Updated: Nov 10, 2021

How is your breathing? Do you breathe short, shallow breaths? Do your shoulders move up and down when you breathe? Do you breathe a deep breath into your belly?

Breathing is one of the most important things I talk to my clients about. Most of us do not breathe efficiently, which means we are not getting the most amount of oxygen out of each breath. Many people are only breathing shallow breaths into their upper lungs. They use their shoulders to help them breathe in and out. Over time this can be one contributing factor to neck and shoulder pain.

Also, if we aren't getting the full amount of oxygen out of each breath our brains and bodies aren't getting enough oxygen. This can lead to fatigue. It also means our body must work much harder each time it takes in air.

When we learn to breathe efficiently our bodies are happier and more relaxed. For many of my patients who are stressed or anxious we spend a lot of time learning how to breathe properly. Our breathing patterns set our body into fight or flight mode or it can direct our body into a more calm and relaxed state, just by changing the way we breathe.

Many yoga and Pilates practices focus a lot on breathing, which is so important and so helpful to healing and health.

Here is an example of proper breathing when lying down.

Notice when I breathe my chest is mostly relaxed and not moving and my belly is moving up and down instead. (I use my hands to emphasize this in the second breath). This is efficient breathing. My diaphragm is doing the work not the muscles of my chest and upper shoulders. The oxygen is reaching to the bottom of my lungs and able to send lots of oxygen rich blood throughout my body. My breathing is deep, full and slow. This isn't a rushed breath and it tells my body everything is okay and I can remain relaxed.
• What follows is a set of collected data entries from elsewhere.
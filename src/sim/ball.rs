//! The ball: motion integration, wall reflection and paddle bounce

use glam::Vec2;

use super::paddle::Paddle;
use super::rect::Rect;
use crate::config::Config;

/// Ball state - docked above the paddle or free-moving
#[derive(Debug, Clone, Copy, PartialEq, Eq)]
pub enum BallState {
    /// Glued above the paddle, waiting for launch
    Docked,
    /// Driven by velocity integration
    Free,
}

#[derive(Debug, Clone)]
pub struct Ball {
    pub pos: Vec2,
    /// Velocity in pixels per tick
    pub vel: Vec2,
    pub radius: f32,
    pub state: BallState,
    follow_distance: f32,
    screen: Vec2,
}

impl Ball {
    /// Create a docked ball sitting above the paddle, with the serve velocity
    pub fn new(config: &Config, paddle: &Paddle) -> Self {
        let mut ball = Self {
            pos: Vec2::ZERO,
            vel: Vec2::new(config.ball.speed_x, config.ball.speed_y),
            radius: config.ball.radius,
            state: BallState::Docked,
            follow_distance: config.ball.follow_distance,
            screen: Vec2::new(config.window.width, config.window.height),
        };
        ball.reset_on(paddle);
        ball
    }

    #[inline]
    pub fn launched(&self) -> bool {
        self.state == BallState::Free
    }

    /// Bounding box, always centered on `pos` with side `2 * radius`
    pub fn bounds(&self) -> Rect {
        Rect::from_center(self.pos, self.radius * 2.0, self.radius * 2.0)
    }

    /// Integrate one tick of motion (free balls only)
    pub fn advance(&mut self) {
        if self.launched() {
            self.pos += self.vel;
        }
    }

    /// Reflect off the left, right and top edges. The bottom edge is open.
    ///
    /// Returns whether any edge was hit.
    pub fn check_wall_collision(&mut self) -> bool {
        let r = self.radius;
        let mut hit = false;

        if self.pos.x - r <= 0.0 || self.pos.x + r >= self.screen.x {
            self.vel.x = -self.vel.x;
            // Clamp to the interior edge so the ball cannot stick outside
            self.pos.x = if self.pos.x - r <= 0.0 {
                r
            } else {
                self.screen.x - r
            };
            hit = true;
        }

        if self.pos.y - r <= 0.0 {
            self.vel.y = -self.vel.y;
            self.pos.y = r;
            hit = true;
        }

        hit
    }

    /// Bounce off the paddle when overlapping it while moving down.
    ///
    /// The outgoing angle is steered by where the ball lands: center sends it
    /// straight up, the edges send it off at 45 degrees.
    pub fn check_paddle_collision(&mut self, paddle: &Paddle) -> bool {
        if !(self.vel.y > 0.0 && self.bounds().intersects(&paddle.rect)) {
            return false;
        }

        let hit_factor = paddle.hit_factor(self.pos.x);
        let speed_y = self.vel.y.abs();
        self.vel = Vec2::new(hit_factor * speed_y, -speed_y);
        // Sit on top of the paddle so the next tick starts clear of it
        self.pos.y = paddle.top() - self.radius;
        true
    }

    #[inline]
    pub fn bounce_horizontal(&mut self) {
        self.vel.x = -self.vel.x;
    }

    #[inline]
    pub fn bounce_vertical(&mut self) {
        self.vel.y = -self.vel.y;
    }

    /// True once the whole ball has left through the bottom edge
    pub fn is_out_of_bounds(&self) -> bool {
        self.pos.y - self.radius > self.screen.y
    }

    /// Track the paddle while docked
    pub fn follow_paddle(&mut self, paddle: &Paddle) {
        if !self.launched() {
            self.pos = self.docked_position(paddle);
        }
    }

    /// Launch the ball with its current velocity
    pub fn start(&mut self) {
        self.state = BallState::Free;
    }

    /// Dock at an explicit position
    pub fn reset_to(&mut self, pos: Vec2) {
        self.pos = pos;
        self.state = BallState::Docked;
    }

    /// Dock directly above the paddle's current center
    pub fn reset_on(&mut self, paddle: &Paddle) {
        self.reset_to(self.docked_position(paddle));
    }

    /// Stop moving in place
    pub fn halt(&mut self) {
        self.state = BallState::Docked;
    }

    fn docked_position(&self, paddle: &Paddle) -> Vec2 {
        Vec2::new(
            paddle.center_x(),
            paddle.top() - self.radius - self.follow_distance,
        )
    }
}

#[cfg(test)]
mod tests {
    use super::*;
    use proptest::prelude::*;

    fn setup() -> (Ball, Paddle) {
        let config = Config::default();
        let paddle = Paddle::new(&config);
        let ball = Ball::new(&config, &paddle);
        (ball, paddle)
    }

    fn free_ball(pos: Vec2, vel: Vec2) -> Ball {
        let (mut ball, _) = setup();
        ball.pos = pos;
        ball.vel = vel;
        ball.start();
        ball
    }

    #[test]
    fn test_new_ball_is_docked_above_paddle() {
        let (ball, paddle) = setup();
        assert!(!ball.launched());
        assert_eq!(ball.pos, Vec2::new(400.0, 560.0 - 8.0 - 5.0));
        assert_eq!(ball.vel, Vec2::new(7.0, -7.0));
        assert!(!ball.bounds().intersects(&paddle.rect));
    }

    #[test]
    fn test_bounds_follow_position() {
        let ball = free_ball(Vec2::new(100.0, 50.0), Vec2::ZERO);
        let bounds = ball.bounds();
        assert_eq!(bounds.center(), ball.pos);
        assert_eq!(bounds.width, 16.0);
        assert_eq!(bounds.height, 16.0);
    }

    #[test]
    fn test_advance_only_when_launched() {
        let (mut ball, _) = setup();
        let before = ball.pos;
        ball.advance();
        assert_eq!(ball.pos, before);

        ball.start();
        ball.advance();
        assert_eq!(ball.pos, before + Vec2::new(7.0, -7.0));
    }

    #[test]
    fn test_top_wall_bounce() {
        let mut ball = free_ball(Vec2::new(400.0, 8.0), Vec2::new(0.0, -7.0));
        assert!(ball.check_wall_collision());
        assert_eq!(ball.pos.y, 8.0);
        assert_eq!(ball.vel.y, 7.0);
    }

    #[test]
    fn test_side_walls_clamp_inside() {
        let mut ball = free_ball(Vec2::new(-3.0, 300.0), Vec2::new(-7.0, 7.0));
        ball.check_wall_collision();
        assert_eq!(ball.pos.x, 8.0);
        assert_eq!(ball.vel.x, 7.0);

        let mut ball = free_ball(Vec2::new(797.0, 300.0), Vec2::new(7.0, 7.0));
        ball.check_wall_collision();
        assert_eq!(ball.pos.x, 792.0);
        assert_eq!(ball.vel.x, -7.0);
    }

    #[test]
    fn test_bottom_edge_not_reflected() {
        let mut ball = free_ball(Vec2::new(400.0, 605.0), Vec2::new(0.0, 7.0));
        assert!(!ball.check_wall_collision());
        assert_eq!(ball.vel.y, 7.0);
    }

    #[test]
    fn test_paddle_center_hit_goes_straight_up() {
        let (_, paddle) = setup();
        let mut ball = free_ball(Vec2::new(400.0, 555.0), Vec2::new(3.0, 7.0));
        assert!(ball.check_paddle_collision(&paddle));
        assert_eq!(ball.vel, Vec2::new(0.0, -7.0));
        assert_eq!(ball.pos.y, paddle.top() - 8.0);
    }

    #[test]
    fn test_paddle_edge_hit_steers_outward() {
        let (_, paddle) = setup();
        let mut ball = free_ball(Vec2::new(475.0, 555.0), Vec2::new(0.0, 7.0));
        assert_eq!(paddle.hit_factor(ball.pos.x), 1.0);
        assert!(ball.check_paddle_collision(&paddle));
        assert_eq!(ball.vel.x, 7.0);
        assert_eq!(ball.vel.y, -7.0);
    }

    #[test]
    fn test_paddle_ignored_while_rising() {
        let (_, paddle) = setup();
        let mut ball = free_ball(Vec2::new(400.0, 555.0), Vec2::new(0.0, -7.0));
        assert!(!ball.check_paddle_collision(&paddle));
        assert_eq!(ball.vel, Vec2::new(0.0, -7.0));
    }

    #[test]
    fn test_out_of_bounds() {
        let ball = free_ball(Vec2::new(400.0, 608.0), Vec2::ZERO);
        assert!(!ball.is_out_of_bounds());
        let ball = free_ball(Vec2::new(400.0, 608.5), Vec2::ZERO);
        assert!(ball.is_out_of_bounds());
    }

    #[test]
    fn test_follow_and_reset() {
        let (mut ball, mut paddle) = setup();
        paddle.update(200.0);
        ball.follow_paddle(&paddle);
        assert_eq!(ball.pos.x, 200.0);

        ball.start();
        paddle.update(600.0);
        ball.follow_paddle(&paddle);
        assert_eq!(ball.pos.x, 200.0, "free ball ignores the paddle");

        ball.reset_on(&paddle);
        assert!(!ball.launched());
        assert_eq!(ball.pos, Vec2::new(600.0, 547.0));

        ball.reset_to(Vec2::new(10.0, 20.0));
        assert_eq!(ball.pos, Vec2::new(10.0, 20.0));
    }

    proptest! {
        #[test]
        fn prop_left_wall_reflection(x in -50.0f32..8.0, y in 20.0f32..500.0, vx in -20.0f32..-0.1) {
            let mut ball = free_ball(Vec2::new(x, y), Vec2::new(vx, 5.0));
            ball.check_wall_collision();
            prop_assert!(ball.pos.x >= ball.radius);
            prop_assert_eq!(ball.vel.x, -vx);
        }

        #[test]
        fn prop_right_wall_reflection(x in 792.0f32..900.0, y in 20.0f32..500.0, vx in 0.1f32..20.0) {
            let mut ball = free_ball(Vec2::new(x, y), Vec2::new(vx, 5.0));
            ball.check_wall_collision();
            prop_assert!(ball.pos.x <= 800.0 - ball.radius);
            prop_assert_eq!(ball.vel.x, -vx);
        }
    }
}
If you are doing something athletic, your breath will change. You will need faster, shallower breaths and that is appropriate for that activity, however when the athletic activity is over your breathing pattern should return to this.
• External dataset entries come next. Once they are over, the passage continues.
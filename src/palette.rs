//! Color constants and helpers

/// 8-bit RGB color
#[derive(Debug, Clone, Copy, PartialEq, Eq)]
pub struct Rgb(pub u8, pub u8, pub u8);

impl Rgb {
    /// Normalized RGBA for vertex colors
    pub fn to_rgba(self, alpha: f32) -> [f32; 4] {
        [
            self.0 as f32 / 255.0,
            self.1 as f32 / 255.0,
            self.2 as f32 / 255.0,
            alpha,
        ]
    }

    /// Mean channel brightness (0-255)
    pub fn brightness(self) -> f32 {
        (self.0 as f32 + self.1 as f32 + self.2 as f32) / 3.0
    }
}

pub const BLACK: Rgb = Rgb(0, 0, 0);
pub const WHITE: Rgb = Rgb(255, 255, 255);
pub const LIGHT_GRAY: Rgb = Rgb(200, 200, 200);
pub const PALE_GRAY: Rgb = Rgb(220, 220, 220);

pub const BACKGROUND: Rgb = BLACK;
pub const TEXT: Rgb = WHITE;
pub const INFO_TEXT: Rgb = LIGHT_GRAY;
pub const PADDLE: Rgb = PALE_GRAY;
pub const BALL: Rgb = WHITE;

/// Brick fill colors, picked by column
pub const BRICK_COLORS: [Rgb; 10] = [
    Rgb(255, 99, 71),   // tomato
    Rgb(255, 165, 0),   // orange
    Rgb(255, 215, 0),   // gold
    Rgb(144, 238, 144), // light green
    Rgb(135, 206, 250), // sky blue
    Rgb(216, 191, 216), // thistle
    Rgb(173, 216, 230), // light blue
    Rgb(240, 128, 128), // light coral
    Rgb(255, 182, 193), // light pink
    Rgb(152, 251, 152), // pale green
];

/// Explosive brick outline, alternated by flash phase
pub const SPECIAL_OUTLINE_COLORS: [Rgb; 2] = [Rgb(255, 69, 0), Rgb(255, 215, 0)];

/// Fill color for a brick in the given column
#[inline]
pub fn brick_color(col: usize) -> Rgb {
    BRICK_COLORS[col % BRICK_COLORS.len()]
}

/// Readable label color over `background`: white on dark, black on light
pub fn text_color_for_background(background: Rgb) -> Rgb {
    if background.brightness() < 140.0 {
        WHITE
    } else {
        BLACK
    }
}

#[cfg(test)]
mod tests {
    use super::*;

    #[test]
    fn test_brick_color_cycles_by_column() {
        assert_eq!(brick_color(0), BRICK_COLORS[0]);
        assert_eq!(brick_color(10), BRICK_COLORS[0]);
        assert_eq!(brick_color(13), BRICK_COLORS[3]);
    }

    #[test]
    fn test_palette_colors_are_distinct() {
        for (i, a) in BRICK_COLORS.iter().enumerate() {
            for b in &BRICK_COLORS[i + 1..] {
                assert_ne!(a, b);
            }
        }
    }

    #[test]
    fn test_text_color_contrast() {
        assert_eq!(text_color_for_background(Rgb(20, 20, 20)), WHITE);
        assert_eq!(text_color_for_background(Rgb(255, 215, 0)), BLACK);
        // tomato: (255 + 99 + 71) / 3 = 141.67
        assert_eq!(text_color_for_background(Rgb(255, 99, 71)), BLACK);
    }

    #[test]
    fn test_to_rgba() {
        assert_eq!(WHITE.to_rgba(0.5), [1.0, 1.0, 1.0, 0.5]);
    }
}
Try it out. See how it feels. Notice if you feel more relaxed and less stressed when you breathe this way. Pay attention to how your shoulders and your body feel. Tune into your brain and notice if you feel more relaxed and calm, less anxious and stressed.
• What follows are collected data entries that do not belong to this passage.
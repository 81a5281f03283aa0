//! Input sources
//!
//! A source is polled once per frame and yields the tick input plus a quit
//! signal. Window-system sources live with the host; this module provides the
//! headless ones.

use std::collections::VecDeque;

use crate::sim::{GameState, TickInput, autopilot_input};

/// One poll's worth of input
#[derive(Debug, Clone, Default)]
pub struct InputFrame {
    pub input: TickInput,
    /// Stop the game loop
    pub quit: bool,
}

impl InputFrame {
    pub fn quit() -> Self {
        Self {
            input: TickInput::default(),
            quit: true,
        }
    }
}

/// Delivers input to the game loop
pub trait InputSource {
    fn poll(&mut self, state: &GameState) -> InputFrame;
}

/// Demo player, optionally quitting after a number of simulation ticks
#[derive(Debug, Clone, Default)]
pub struct AutopilotInput {
    max_ticks: Option<u64>,
}

impl AutopilotInput {
    pub fn new(max_ticks: Option<u64>) -> Self {
        Self { max_ticks }
    }
}

impl InputSource for AutopilotInput {
    fn poll(&mut self, state: &GameState) -> InputFrame {
        if self.max_ticks.is_some_and(|max| state.time_ticks >= max) {
            return InputFrame::quit();
        }
        InputFrame {
            input: autopilot_input(state),
            quit: false,
        }
    }
}

/// Replays a fixed list of frames, then quits
#[derive(Debug, Clone, Default)]
pub struct ScriptedInput {
    frames: VecDeque<InputFrame>,
}

impl ScriptedInput {
    pub fn new(frames: impl IntoIterator<Item = TickInput>) -> Self {
        Self {
            frames: frames
                .into_iter()
                .map(|input| InputFrame { input, quit: false })
                .collect(),
        }
    }
}

impl InputSource for ScriptedInput {
    fn poll(&mut self, _state: &GameState) -> InputFrame {
        self.frames.pop_front().unwrap_or_else(InputFrame::quit)
    }
}
#[tokio::test(start_paused = true)]
async fn concurrent_refresh_requests_share_one_call() {
    let identity = FakeIdentity::new(true).expired().with_refresh_latency(Duration::from_secs(2));
    let tokens = ScriptedTokens::ok().first_returning(Err(TokenError::Unauthorized));
    let harness = Harness::start(ManagerConfig::with_media_url(MEDIA_URL), tokens, identity);
    harness.session.connect(ConnectionMode::Manual).unwrap();

    let snapshot = harness.wait_for(|s| s.details.should_connect).await;

    assert_eq!(snapshot.phase, ConnectionPhase::Connected);
    assert_eq!(harness.identity.refreshes(), 1);
    assert_eq!(harness.identity.sign_outs.load(Ordering::SeqCst), 0);
    assert_eq!(harness.tokens.calls(), 2);
    assert!(snapshot.session_valid);
}

#[tokio::test]
async fn invalid_config_is_rejected_at_spawn() {
    let (sink, _rx) = ChannelToasts::channel();
    let collaborators = Collaborators {
        tokens: Arc::new(ScriptedTokens::ok()),
        identity: Arc::new(FakeIdentity::new(true)),
        toasts: Arc::new(sink),
    };

    let result =
        Session::spawn(ManagerConfig::with_media_url("  "), collaborators, SystemEnv::new());

    assert!(matches!(result, Err(SessionError::Config(_))));
}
This is the foundation of nearly every treatment I do with my patients. It is especially important for my patients with neck pain, pelvic floor dysfunction, incontinence, bladder control issues, constipation and diastasis recti. All these problems with the pelvis, abdomen and trunk can be made worse with poor breathing patterns creating abnormal pressures in the abdomen and pelvis. Breathing is the foundation for muscle patterns to correct these problems as well.